[Dataset entries]

#####

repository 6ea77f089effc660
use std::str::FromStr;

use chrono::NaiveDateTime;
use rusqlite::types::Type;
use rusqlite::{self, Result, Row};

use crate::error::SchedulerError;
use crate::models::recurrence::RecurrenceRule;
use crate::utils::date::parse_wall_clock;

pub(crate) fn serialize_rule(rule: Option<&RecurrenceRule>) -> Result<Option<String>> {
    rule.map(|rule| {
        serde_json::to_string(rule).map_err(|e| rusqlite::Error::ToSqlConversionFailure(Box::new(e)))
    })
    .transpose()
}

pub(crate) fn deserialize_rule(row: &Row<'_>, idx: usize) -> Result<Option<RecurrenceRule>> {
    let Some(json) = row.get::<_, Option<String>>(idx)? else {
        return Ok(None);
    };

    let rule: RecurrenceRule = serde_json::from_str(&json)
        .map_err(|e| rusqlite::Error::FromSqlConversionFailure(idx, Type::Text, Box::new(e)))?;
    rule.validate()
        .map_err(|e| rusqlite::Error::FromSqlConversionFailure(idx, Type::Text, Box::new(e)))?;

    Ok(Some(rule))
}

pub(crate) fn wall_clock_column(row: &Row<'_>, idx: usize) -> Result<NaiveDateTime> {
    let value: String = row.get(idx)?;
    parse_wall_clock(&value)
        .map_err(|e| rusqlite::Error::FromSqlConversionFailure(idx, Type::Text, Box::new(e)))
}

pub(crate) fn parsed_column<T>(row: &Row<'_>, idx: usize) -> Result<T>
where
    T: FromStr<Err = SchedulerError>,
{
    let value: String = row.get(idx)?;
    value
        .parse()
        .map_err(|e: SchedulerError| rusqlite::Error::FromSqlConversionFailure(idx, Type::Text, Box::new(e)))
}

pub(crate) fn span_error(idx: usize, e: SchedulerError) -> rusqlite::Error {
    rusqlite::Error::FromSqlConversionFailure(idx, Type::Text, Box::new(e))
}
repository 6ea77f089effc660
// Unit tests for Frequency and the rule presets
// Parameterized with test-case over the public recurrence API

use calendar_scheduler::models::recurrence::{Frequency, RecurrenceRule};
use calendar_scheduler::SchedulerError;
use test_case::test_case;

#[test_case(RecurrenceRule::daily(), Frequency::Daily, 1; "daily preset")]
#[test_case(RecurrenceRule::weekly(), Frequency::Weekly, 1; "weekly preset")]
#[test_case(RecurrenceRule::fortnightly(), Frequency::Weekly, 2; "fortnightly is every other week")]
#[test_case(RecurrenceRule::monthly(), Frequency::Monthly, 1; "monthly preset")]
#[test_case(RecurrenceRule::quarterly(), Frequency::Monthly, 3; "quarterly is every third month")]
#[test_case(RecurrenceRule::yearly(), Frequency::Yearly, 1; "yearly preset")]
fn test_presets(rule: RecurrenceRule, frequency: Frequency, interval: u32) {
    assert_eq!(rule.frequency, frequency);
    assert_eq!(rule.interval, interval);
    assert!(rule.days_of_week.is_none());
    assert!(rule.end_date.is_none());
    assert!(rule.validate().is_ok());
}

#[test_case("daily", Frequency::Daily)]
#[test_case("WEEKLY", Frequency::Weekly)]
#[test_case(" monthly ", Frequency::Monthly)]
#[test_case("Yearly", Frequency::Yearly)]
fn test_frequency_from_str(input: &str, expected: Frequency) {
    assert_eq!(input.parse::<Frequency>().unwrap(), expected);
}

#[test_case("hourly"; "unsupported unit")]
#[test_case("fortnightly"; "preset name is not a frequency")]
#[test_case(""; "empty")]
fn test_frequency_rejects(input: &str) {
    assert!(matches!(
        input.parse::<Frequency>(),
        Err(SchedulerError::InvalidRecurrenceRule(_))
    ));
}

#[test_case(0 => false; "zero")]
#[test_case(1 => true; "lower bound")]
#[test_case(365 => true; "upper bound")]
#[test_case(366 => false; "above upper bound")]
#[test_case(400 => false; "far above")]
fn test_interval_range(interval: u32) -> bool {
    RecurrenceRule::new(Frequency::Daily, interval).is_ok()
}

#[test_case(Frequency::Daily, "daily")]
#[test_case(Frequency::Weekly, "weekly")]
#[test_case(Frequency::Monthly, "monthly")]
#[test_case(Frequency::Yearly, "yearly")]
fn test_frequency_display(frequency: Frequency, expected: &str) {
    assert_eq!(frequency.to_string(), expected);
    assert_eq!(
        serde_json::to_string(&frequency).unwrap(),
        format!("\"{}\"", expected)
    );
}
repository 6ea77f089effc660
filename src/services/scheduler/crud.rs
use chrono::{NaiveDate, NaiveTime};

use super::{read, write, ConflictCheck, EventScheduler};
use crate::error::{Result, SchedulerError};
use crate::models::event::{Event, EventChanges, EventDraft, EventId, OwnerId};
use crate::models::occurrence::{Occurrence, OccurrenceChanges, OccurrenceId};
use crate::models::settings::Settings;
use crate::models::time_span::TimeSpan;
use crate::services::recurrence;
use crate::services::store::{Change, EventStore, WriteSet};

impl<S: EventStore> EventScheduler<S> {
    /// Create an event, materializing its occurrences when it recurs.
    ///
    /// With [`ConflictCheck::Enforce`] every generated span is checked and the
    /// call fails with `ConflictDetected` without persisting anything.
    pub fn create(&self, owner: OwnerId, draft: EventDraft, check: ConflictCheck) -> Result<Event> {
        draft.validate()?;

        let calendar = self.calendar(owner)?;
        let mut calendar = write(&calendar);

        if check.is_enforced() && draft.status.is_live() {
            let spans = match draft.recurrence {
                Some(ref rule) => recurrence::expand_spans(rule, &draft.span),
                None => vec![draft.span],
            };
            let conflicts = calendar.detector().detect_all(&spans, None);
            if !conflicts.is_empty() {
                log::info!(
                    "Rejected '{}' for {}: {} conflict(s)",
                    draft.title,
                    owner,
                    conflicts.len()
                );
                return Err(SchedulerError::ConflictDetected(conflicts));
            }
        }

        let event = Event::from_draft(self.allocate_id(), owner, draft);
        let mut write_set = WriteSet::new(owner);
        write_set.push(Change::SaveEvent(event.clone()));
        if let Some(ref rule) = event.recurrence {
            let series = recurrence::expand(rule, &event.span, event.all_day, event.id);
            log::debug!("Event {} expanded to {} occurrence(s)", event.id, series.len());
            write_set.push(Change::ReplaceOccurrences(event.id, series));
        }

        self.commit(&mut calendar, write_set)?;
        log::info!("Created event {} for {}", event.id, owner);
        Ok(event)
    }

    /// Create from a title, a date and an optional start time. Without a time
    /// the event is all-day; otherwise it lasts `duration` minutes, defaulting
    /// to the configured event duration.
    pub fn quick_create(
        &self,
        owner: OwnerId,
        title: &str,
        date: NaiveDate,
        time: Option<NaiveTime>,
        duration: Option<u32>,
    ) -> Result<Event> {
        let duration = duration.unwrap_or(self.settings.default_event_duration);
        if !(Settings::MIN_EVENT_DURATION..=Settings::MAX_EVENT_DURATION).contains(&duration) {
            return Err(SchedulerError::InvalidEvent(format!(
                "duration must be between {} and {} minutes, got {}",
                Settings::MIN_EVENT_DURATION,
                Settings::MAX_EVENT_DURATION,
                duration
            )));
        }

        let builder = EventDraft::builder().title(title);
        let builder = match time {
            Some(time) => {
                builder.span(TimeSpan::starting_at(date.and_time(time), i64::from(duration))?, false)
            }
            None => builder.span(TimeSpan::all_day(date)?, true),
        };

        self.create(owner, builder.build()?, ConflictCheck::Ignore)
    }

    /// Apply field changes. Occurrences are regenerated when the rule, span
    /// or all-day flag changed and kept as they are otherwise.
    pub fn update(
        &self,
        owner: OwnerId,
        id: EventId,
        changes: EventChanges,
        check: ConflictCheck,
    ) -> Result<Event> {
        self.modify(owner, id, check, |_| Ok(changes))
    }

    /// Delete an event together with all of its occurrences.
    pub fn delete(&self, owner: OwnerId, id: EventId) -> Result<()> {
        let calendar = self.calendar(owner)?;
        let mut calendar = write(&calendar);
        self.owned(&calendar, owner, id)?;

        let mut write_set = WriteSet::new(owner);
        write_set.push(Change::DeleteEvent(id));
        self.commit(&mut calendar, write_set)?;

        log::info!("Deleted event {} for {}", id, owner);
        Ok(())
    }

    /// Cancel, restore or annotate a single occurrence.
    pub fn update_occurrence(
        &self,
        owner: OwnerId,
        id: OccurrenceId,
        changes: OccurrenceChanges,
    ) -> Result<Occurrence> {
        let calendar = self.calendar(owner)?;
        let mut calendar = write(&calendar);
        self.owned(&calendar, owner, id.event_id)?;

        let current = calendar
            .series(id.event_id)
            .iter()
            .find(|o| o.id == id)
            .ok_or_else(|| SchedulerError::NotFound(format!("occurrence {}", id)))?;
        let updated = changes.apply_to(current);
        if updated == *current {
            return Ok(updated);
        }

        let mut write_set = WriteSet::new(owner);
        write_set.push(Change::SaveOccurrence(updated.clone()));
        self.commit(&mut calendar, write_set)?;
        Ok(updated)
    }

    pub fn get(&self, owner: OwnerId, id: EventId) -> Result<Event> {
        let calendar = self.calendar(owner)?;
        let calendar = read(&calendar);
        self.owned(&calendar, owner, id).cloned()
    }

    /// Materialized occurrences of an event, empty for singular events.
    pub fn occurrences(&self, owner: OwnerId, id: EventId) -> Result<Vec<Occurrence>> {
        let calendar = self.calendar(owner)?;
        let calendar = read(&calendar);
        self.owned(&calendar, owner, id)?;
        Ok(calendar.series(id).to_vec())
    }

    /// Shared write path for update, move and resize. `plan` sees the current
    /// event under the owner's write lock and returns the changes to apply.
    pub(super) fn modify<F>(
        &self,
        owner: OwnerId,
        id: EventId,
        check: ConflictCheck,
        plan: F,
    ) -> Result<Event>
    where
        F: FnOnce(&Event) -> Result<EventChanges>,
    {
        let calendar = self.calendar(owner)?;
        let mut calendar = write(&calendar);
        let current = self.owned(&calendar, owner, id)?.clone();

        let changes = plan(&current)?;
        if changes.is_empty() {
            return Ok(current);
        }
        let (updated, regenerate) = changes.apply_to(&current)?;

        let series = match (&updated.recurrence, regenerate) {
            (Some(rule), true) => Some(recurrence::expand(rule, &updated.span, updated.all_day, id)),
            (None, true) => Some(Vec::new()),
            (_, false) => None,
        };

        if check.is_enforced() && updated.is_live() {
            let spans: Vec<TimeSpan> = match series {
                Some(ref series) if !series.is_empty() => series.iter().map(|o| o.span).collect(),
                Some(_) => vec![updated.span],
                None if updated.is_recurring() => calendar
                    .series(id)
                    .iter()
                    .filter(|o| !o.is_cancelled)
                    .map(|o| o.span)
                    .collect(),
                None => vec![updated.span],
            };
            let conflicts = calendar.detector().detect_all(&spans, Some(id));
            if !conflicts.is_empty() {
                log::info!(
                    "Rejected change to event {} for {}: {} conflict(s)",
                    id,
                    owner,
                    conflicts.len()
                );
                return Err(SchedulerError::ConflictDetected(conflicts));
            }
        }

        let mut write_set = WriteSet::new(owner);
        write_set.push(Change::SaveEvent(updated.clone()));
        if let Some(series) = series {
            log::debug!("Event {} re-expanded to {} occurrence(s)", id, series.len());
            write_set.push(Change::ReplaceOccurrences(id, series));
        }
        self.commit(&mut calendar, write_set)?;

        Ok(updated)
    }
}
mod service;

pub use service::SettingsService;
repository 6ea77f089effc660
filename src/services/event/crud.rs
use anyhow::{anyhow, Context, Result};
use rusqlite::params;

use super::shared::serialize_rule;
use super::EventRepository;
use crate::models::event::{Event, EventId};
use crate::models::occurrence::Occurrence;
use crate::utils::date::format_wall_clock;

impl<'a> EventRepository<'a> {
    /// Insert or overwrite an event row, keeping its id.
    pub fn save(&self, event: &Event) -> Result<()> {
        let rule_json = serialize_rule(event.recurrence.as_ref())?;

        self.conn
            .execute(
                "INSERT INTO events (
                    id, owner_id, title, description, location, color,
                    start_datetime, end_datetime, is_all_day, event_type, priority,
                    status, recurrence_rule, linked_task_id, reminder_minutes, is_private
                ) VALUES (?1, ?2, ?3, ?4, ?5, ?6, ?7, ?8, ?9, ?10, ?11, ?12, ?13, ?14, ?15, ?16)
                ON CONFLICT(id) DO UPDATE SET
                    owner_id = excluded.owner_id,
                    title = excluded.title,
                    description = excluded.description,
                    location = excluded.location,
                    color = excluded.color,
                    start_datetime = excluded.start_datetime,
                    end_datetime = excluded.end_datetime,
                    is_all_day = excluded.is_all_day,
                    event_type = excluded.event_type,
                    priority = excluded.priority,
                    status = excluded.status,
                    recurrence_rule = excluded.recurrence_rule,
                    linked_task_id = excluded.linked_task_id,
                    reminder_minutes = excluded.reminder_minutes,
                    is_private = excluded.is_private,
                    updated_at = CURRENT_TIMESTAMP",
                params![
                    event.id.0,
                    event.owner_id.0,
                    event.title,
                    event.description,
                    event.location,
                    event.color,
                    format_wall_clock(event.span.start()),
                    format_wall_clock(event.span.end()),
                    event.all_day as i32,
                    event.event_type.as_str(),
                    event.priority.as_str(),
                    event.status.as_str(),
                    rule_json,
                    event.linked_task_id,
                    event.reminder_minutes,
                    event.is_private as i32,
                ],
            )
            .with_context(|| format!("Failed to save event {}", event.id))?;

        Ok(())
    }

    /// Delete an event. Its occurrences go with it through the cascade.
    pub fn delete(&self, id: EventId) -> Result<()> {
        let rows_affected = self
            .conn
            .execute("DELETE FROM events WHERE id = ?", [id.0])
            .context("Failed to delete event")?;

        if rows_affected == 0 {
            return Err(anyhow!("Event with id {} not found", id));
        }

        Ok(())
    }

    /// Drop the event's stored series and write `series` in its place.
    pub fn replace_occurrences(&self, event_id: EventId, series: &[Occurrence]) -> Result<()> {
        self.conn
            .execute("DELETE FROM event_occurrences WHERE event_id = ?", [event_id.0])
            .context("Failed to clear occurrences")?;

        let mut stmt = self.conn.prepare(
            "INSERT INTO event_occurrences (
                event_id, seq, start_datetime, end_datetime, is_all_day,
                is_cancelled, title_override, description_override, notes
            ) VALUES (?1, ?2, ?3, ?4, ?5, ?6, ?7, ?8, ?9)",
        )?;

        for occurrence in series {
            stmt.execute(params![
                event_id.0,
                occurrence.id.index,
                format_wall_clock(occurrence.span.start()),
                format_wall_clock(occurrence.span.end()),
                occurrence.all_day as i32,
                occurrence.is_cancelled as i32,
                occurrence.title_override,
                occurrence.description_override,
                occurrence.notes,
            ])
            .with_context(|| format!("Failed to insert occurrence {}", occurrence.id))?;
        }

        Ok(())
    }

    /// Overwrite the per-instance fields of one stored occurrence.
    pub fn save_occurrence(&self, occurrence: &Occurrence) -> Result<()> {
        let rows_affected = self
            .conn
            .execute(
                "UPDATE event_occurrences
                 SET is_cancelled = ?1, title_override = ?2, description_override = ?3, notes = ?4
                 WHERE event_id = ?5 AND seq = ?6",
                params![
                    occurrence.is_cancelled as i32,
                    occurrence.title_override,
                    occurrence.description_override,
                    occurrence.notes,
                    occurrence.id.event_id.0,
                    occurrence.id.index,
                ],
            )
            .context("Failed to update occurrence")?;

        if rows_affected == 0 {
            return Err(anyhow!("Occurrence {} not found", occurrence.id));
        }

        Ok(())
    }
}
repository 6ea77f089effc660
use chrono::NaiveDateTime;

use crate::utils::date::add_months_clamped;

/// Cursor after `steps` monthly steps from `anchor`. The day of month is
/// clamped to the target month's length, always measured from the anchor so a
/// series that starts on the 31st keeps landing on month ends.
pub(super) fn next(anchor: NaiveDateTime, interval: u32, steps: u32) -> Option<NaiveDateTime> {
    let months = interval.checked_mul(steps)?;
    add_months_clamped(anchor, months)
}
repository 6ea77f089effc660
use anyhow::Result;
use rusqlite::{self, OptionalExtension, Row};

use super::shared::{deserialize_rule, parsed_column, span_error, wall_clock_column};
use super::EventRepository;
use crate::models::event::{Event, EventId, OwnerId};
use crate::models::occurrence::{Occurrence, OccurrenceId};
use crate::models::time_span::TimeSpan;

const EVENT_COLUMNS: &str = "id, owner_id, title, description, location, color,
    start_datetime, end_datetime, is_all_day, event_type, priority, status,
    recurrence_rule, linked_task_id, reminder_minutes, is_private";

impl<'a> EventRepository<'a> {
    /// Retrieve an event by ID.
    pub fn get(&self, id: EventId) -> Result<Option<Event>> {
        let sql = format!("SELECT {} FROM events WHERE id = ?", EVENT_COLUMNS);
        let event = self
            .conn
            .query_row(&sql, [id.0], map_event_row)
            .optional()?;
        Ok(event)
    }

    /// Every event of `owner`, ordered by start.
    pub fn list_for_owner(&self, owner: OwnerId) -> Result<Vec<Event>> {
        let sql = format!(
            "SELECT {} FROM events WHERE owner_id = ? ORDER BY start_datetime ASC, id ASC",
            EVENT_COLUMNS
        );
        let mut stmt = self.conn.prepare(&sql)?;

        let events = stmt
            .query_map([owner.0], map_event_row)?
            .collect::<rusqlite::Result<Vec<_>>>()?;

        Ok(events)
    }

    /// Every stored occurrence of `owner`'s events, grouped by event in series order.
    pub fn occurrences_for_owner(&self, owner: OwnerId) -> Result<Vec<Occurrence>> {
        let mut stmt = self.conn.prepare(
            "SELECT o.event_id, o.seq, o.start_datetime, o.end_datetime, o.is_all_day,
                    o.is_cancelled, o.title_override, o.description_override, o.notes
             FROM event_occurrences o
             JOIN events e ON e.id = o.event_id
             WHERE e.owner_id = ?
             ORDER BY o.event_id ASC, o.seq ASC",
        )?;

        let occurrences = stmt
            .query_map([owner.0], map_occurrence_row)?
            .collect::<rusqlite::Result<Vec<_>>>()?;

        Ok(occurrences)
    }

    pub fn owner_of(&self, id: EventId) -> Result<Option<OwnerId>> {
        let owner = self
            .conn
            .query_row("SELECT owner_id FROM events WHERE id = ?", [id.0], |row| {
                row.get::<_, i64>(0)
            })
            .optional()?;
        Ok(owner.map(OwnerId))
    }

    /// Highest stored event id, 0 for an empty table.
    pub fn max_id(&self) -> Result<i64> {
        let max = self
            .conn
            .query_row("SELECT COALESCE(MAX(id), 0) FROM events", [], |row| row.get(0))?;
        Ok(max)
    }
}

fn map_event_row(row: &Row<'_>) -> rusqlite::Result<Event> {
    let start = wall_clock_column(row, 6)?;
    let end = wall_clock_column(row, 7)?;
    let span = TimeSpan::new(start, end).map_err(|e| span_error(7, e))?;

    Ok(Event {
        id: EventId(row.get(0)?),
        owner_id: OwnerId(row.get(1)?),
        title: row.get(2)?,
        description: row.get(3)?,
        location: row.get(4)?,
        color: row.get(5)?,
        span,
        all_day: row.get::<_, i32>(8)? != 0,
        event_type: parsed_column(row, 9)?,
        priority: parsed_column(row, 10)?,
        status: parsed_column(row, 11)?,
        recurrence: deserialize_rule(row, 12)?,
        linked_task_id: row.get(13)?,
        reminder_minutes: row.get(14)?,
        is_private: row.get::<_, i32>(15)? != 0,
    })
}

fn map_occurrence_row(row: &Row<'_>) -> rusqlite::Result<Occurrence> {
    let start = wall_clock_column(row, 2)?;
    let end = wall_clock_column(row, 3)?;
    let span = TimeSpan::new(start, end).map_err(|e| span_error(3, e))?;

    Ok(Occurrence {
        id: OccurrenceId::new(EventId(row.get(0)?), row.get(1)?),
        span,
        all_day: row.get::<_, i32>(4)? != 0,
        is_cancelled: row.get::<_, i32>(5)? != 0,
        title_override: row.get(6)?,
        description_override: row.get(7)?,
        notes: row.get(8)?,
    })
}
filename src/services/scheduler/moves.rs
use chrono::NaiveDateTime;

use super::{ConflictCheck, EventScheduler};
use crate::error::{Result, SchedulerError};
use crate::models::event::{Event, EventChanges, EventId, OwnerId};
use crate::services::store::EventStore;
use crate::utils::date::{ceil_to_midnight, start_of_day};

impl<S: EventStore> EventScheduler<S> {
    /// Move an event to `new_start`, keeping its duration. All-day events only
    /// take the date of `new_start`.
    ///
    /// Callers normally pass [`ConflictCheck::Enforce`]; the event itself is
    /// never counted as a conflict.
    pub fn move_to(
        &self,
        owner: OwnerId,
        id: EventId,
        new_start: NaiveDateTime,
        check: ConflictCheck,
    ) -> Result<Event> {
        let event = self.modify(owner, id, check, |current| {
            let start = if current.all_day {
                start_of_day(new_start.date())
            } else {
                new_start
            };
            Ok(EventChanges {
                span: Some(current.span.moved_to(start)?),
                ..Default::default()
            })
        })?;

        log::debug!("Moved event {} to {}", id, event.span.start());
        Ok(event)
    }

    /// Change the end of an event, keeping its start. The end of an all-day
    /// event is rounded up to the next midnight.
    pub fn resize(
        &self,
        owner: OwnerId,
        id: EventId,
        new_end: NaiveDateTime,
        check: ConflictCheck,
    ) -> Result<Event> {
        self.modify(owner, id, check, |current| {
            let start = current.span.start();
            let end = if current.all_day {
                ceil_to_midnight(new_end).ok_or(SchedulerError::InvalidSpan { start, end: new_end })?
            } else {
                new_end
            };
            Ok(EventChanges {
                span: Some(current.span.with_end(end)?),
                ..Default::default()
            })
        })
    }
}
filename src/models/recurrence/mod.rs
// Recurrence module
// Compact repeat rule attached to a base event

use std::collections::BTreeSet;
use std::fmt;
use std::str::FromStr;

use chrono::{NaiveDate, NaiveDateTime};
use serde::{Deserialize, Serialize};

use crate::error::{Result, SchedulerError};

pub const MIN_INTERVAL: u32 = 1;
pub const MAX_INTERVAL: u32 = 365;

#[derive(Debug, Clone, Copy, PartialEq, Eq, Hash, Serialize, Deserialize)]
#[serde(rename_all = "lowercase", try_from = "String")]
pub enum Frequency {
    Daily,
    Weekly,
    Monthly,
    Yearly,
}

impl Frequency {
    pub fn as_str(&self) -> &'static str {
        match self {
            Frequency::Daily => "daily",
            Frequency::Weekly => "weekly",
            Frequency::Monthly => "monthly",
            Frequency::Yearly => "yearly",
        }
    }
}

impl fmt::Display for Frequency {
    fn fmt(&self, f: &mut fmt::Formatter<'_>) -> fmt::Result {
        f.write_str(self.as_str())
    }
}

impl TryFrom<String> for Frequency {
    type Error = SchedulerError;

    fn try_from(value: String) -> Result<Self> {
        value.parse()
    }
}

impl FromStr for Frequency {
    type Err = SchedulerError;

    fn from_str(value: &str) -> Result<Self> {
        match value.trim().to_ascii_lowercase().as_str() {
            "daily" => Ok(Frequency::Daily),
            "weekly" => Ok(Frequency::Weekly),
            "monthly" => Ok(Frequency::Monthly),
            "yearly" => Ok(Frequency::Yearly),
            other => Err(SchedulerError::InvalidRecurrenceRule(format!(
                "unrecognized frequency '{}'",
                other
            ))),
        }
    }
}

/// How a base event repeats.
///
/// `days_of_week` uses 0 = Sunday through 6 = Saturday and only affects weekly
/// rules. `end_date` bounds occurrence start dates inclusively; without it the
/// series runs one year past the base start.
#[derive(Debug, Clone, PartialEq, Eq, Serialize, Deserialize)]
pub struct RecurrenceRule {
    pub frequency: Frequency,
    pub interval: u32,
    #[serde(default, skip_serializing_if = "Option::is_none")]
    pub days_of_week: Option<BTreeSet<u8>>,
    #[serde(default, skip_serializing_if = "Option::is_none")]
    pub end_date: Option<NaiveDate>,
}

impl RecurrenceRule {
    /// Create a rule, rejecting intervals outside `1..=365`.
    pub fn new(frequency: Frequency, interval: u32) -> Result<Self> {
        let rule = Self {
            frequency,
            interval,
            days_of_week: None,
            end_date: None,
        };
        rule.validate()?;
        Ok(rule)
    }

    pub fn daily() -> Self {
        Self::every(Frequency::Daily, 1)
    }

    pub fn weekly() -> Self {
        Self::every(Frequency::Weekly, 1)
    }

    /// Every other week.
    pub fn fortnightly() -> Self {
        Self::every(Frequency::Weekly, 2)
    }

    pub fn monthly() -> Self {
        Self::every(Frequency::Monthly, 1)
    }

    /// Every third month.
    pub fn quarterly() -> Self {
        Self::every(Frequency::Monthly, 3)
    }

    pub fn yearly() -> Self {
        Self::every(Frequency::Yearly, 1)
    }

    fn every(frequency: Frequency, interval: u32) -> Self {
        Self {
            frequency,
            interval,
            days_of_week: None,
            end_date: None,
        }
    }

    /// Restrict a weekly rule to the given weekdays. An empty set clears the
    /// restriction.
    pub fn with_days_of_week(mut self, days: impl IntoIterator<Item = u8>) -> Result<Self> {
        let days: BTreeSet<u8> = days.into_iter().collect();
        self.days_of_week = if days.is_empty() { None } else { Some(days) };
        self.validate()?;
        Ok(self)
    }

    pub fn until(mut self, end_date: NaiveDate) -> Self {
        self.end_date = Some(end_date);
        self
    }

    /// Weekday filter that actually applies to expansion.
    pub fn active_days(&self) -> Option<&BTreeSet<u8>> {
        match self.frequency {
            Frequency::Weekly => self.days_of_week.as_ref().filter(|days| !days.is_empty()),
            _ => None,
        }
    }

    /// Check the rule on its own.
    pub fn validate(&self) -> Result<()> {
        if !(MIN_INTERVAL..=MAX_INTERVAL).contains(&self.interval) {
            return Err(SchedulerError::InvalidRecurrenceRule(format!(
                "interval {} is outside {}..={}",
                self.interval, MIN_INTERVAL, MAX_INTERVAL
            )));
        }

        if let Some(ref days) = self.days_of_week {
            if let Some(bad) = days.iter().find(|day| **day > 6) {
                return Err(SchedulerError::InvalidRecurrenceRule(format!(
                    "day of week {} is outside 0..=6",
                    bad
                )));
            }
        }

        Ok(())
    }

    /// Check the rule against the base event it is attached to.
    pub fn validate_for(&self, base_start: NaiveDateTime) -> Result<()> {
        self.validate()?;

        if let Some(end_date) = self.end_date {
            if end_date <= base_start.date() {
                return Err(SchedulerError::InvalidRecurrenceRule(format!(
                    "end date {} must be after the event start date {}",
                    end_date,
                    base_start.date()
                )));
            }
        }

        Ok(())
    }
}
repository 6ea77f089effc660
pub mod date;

#####

* **Work task**:
Starting at the line that has "#[test_case(366 => false;" and ending at the line that has "EventDraft, check: ConflictCheck)", please write out the lines above exactly, leaving out all others.

* **Task result**:
#[test_case(366 => false; "above upper bound")]
#[test_case(400 => false; "far above")]
fn test_interval_range(interval: u32) -> bool {
    RecurrenceRule::new(Frequency::Daily, interval).is_ok()
}

#[test_case(Frequency::Daily, "daily")]
#[test_case(Frequency::Weekly, "weekly")]
#[test_case(Frequency::Monthly, "monthly")]
#[test_case(Frequency::Yearly, "yearly")]
fn test_frequency_display(frequency: Frequency, expected: &str) {
    assert_eq!(frequency.to_string(), expected);
    assert_eq!(
        serde_json::to_string(&frequency).unwrap(),
        format!("\"{}\"", expected)
    );
}
repository 6ea77f089effc660
filename src/services/scheduler/crud.rs
use chrono::{NaiveDate, NaiveTime};

use super::{read, write, ConflictCheck, EventScheduler};
use crate::error::{Result, SchedulerError};
use crate::models::event::{Event, EventChanges, EventDraft, EventId, OwnerId};
use crate::models::occurrence::{Occurrence, OccurrenceChanges, OccurrenceId};
use crate::models::settings::Settings;
use crate::models::time_span::TimeSpan;
use crate::services::recurrence;
use crate::services::store::{Change, EventStore, WriteSet};

impl<S: EventStore> EventScheduler<S> {
    /// Create an event, materializing its occurrences when it recurs.
    ///
    /// With [`ConflictCheck::Enforce`] every generated span is checked and the
    /// call fails with `ConflictDetected` without persisting anything.
    pub fn create(&self, owner: OwnerId, draft: EventDraft, check: ConflictCheck) -> Result<Event> {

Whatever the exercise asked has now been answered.